• WHAT THIS TASK INVOLVES: Return each line of the data below that contains the string "built".

── TASK INPUTS

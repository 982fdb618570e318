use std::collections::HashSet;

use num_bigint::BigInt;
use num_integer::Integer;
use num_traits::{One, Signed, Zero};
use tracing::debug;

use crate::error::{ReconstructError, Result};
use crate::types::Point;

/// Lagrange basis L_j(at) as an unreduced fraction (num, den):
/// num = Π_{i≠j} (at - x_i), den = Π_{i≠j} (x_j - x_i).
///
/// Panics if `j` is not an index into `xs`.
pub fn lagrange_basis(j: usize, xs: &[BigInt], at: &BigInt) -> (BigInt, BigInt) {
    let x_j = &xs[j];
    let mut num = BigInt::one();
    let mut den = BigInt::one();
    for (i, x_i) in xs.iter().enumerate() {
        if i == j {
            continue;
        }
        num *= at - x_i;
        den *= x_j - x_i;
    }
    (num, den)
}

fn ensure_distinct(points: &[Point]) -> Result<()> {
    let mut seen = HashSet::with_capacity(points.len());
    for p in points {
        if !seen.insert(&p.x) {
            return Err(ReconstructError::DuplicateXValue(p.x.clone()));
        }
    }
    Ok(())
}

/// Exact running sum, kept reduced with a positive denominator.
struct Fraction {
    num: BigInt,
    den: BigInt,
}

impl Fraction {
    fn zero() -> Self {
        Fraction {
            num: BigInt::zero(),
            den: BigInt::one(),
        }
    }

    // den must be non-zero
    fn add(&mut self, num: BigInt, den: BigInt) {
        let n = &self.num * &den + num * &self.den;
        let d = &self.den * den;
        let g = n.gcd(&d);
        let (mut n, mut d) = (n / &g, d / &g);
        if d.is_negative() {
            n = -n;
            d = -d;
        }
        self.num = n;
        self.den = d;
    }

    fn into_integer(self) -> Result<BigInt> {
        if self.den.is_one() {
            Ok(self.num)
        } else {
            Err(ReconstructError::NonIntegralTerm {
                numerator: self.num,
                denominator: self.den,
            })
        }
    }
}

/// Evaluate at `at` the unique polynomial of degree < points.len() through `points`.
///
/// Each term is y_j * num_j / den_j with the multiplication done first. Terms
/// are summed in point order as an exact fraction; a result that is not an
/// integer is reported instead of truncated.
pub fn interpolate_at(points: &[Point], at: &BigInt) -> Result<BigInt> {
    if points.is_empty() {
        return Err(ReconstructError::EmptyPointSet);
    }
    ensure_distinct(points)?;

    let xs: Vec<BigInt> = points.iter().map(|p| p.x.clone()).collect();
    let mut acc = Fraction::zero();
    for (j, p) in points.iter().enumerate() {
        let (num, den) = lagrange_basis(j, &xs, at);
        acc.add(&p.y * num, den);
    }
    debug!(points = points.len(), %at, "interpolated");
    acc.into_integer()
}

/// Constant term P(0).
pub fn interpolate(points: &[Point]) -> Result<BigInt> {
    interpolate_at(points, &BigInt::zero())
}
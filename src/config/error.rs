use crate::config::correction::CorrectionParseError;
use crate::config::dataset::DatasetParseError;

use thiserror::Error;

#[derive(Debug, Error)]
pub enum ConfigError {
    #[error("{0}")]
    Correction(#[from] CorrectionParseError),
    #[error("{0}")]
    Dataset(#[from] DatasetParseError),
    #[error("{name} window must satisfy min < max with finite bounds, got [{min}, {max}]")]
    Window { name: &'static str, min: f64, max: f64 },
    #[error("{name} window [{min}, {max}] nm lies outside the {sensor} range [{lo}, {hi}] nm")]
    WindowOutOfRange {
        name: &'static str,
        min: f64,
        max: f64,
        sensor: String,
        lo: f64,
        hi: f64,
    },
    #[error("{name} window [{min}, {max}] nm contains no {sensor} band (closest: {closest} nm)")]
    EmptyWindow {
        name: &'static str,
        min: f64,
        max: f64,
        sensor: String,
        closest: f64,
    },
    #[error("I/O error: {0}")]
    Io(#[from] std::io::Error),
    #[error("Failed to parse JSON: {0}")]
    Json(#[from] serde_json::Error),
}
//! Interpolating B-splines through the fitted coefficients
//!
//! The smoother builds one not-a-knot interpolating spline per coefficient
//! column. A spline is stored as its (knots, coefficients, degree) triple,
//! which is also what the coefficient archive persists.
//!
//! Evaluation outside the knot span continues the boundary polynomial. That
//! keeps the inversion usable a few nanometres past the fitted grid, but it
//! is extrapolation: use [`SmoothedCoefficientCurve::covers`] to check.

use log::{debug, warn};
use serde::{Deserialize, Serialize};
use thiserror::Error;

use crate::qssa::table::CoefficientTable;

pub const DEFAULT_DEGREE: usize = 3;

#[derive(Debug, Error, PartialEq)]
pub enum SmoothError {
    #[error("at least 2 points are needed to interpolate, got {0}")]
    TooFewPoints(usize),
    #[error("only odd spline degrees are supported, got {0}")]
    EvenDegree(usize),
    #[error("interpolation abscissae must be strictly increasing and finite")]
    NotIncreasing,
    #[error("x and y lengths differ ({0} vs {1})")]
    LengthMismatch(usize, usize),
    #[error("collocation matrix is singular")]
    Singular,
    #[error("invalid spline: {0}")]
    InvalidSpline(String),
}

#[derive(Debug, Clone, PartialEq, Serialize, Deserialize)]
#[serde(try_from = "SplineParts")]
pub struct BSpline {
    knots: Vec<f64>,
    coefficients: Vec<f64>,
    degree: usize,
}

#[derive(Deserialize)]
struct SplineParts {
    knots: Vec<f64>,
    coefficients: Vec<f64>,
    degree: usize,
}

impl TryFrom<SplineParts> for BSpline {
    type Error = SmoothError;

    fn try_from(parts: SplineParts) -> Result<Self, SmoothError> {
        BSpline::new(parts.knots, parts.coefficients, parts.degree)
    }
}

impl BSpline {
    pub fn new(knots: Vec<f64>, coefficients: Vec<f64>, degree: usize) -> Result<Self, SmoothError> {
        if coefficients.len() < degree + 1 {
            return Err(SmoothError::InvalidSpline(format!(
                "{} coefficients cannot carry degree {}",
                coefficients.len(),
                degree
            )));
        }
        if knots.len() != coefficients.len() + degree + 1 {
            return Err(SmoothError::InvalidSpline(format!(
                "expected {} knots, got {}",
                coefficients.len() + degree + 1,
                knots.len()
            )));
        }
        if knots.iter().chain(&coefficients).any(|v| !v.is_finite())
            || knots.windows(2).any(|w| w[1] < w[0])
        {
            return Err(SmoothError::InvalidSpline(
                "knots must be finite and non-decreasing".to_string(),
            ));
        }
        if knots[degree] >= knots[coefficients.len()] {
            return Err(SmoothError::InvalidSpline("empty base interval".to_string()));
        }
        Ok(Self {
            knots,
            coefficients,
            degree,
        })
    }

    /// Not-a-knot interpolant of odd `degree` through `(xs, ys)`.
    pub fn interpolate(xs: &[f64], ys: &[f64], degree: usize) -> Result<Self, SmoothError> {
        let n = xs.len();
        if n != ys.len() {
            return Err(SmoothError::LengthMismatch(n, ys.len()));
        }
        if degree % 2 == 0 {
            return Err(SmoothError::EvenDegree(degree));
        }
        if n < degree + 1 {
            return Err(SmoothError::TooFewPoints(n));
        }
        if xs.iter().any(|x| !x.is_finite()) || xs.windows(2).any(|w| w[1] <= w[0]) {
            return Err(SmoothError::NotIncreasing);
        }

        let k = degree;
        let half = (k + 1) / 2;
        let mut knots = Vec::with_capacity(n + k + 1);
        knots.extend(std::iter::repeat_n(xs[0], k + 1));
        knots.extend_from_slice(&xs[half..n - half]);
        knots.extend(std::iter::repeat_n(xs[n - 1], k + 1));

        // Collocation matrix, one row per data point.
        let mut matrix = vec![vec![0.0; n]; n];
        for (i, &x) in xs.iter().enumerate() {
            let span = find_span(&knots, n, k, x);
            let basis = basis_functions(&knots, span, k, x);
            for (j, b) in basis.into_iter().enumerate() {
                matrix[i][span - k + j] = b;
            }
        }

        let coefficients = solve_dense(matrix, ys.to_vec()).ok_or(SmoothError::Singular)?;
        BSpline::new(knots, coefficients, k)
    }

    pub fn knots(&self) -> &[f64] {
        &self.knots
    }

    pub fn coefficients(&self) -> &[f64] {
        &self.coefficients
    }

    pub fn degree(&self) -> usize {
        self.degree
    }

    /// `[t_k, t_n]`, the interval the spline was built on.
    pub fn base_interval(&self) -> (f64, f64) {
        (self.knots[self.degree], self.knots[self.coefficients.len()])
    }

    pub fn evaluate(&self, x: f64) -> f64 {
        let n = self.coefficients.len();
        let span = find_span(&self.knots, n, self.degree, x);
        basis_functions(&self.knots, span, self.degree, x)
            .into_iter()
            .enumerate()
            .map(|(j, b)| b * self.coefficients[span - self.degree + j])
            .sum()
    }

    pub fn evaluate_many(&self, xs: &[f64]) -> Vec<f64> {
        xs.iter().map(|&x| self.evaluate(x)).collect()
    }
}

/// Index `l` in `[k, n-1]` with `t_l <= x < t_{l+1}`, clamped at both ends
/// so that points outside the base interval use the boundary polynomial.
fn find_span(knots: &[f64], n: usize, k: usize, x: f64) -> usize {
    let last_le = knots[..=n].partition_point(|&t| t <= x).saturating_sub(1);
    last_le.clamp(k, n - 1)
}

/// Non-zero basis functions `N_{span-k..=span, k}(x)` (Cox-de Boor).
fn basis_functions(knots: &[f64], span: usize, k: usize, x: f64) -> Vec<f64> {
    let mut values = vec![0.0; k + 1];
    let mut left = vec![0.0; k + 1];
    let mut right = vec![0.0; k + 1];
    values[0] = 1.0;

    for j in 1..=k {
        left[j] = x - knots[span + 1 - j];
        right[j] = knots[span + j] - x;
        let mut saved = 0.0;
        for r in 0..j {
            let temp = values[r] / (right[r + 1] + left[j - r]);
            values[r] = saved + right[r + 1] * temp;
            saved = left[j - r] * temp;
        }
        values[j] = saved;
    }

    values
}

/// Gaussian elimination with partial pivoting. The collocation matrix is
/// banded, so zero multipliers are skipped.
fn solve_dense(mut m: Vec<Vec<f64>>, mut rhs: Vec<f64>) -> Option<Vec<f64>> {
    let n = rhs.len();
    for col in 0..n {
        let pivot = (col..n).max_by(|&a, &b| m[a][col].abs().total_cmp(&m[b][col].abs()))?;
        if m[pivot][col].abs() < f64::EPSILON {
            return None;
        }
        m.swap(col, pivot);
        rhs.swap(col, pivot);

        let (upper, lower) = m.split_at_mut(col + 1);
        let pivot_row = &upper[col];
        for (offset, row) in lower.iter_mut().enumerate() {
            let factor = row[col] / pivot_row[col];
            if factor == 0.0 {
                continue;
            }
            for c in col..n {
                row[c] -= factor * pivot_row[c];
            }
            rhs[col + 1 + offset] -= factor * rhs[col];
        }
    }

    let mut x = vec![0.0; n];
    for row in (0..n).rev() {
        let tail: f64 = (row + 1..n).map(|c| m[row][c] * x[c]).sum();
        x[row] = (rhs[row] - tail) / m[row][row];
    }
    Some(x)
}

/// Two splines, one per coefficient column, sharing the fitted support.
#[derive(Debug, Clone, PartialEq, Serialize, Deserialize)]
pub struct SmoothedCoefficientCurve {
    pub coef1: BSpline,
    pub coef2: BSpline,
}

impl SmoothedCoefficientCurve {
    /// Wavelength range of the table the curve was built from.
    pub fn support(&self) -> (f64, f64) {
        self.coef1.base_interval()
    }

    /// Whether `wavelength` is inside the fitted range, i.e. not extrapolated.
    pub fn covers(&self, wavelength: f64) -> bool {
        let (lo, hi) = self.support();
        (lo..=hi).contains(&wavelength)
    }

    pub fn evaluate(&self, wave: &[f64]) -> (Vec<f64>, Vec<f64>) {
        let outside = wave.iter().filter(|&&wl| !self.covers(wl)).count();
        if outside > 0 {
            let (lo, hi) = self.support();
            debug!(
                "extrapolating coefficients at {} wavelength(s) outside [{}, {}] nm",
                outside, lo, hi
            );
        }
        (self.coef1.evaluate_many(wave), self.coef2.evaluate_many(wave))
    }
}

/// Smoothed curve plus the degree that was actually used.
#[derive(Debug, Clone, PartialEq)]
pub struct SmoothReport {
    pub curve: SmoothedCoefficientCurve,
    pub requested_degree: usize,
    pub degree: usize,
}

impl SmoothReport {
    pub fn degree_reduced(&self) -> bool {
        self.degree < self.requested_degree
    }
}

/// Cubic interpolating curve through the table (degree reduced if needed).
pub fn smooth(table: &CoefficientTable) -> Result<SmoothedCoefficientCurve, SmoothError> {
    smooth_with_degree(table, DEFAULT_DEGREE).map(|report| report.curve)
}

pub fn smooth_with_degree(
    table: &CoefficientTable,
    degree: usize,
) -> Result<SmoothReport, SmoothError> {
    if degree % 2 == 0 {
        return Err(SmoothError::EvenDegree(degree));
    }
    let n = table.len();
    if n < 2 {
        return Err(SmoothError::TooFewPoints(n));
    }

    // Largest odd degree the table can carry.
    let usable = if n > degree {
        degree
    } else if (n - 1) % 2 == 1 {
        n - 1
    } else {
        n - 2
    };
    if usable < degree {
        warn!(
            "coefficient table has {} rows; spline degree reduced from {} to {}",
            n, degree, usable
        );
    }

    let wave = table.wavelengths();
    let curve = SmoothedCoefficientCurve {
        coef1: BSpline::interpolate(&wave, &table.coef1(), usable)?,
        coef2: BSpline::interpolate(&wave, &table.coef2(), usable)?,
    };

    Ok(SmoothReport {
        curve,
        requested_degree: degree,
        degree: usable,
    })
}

────

• YOUR SOLUTION:
    /// `[t_k, t_n]`, the interval the spline was built on.
    /// Wavelength range of the table the curve was built from.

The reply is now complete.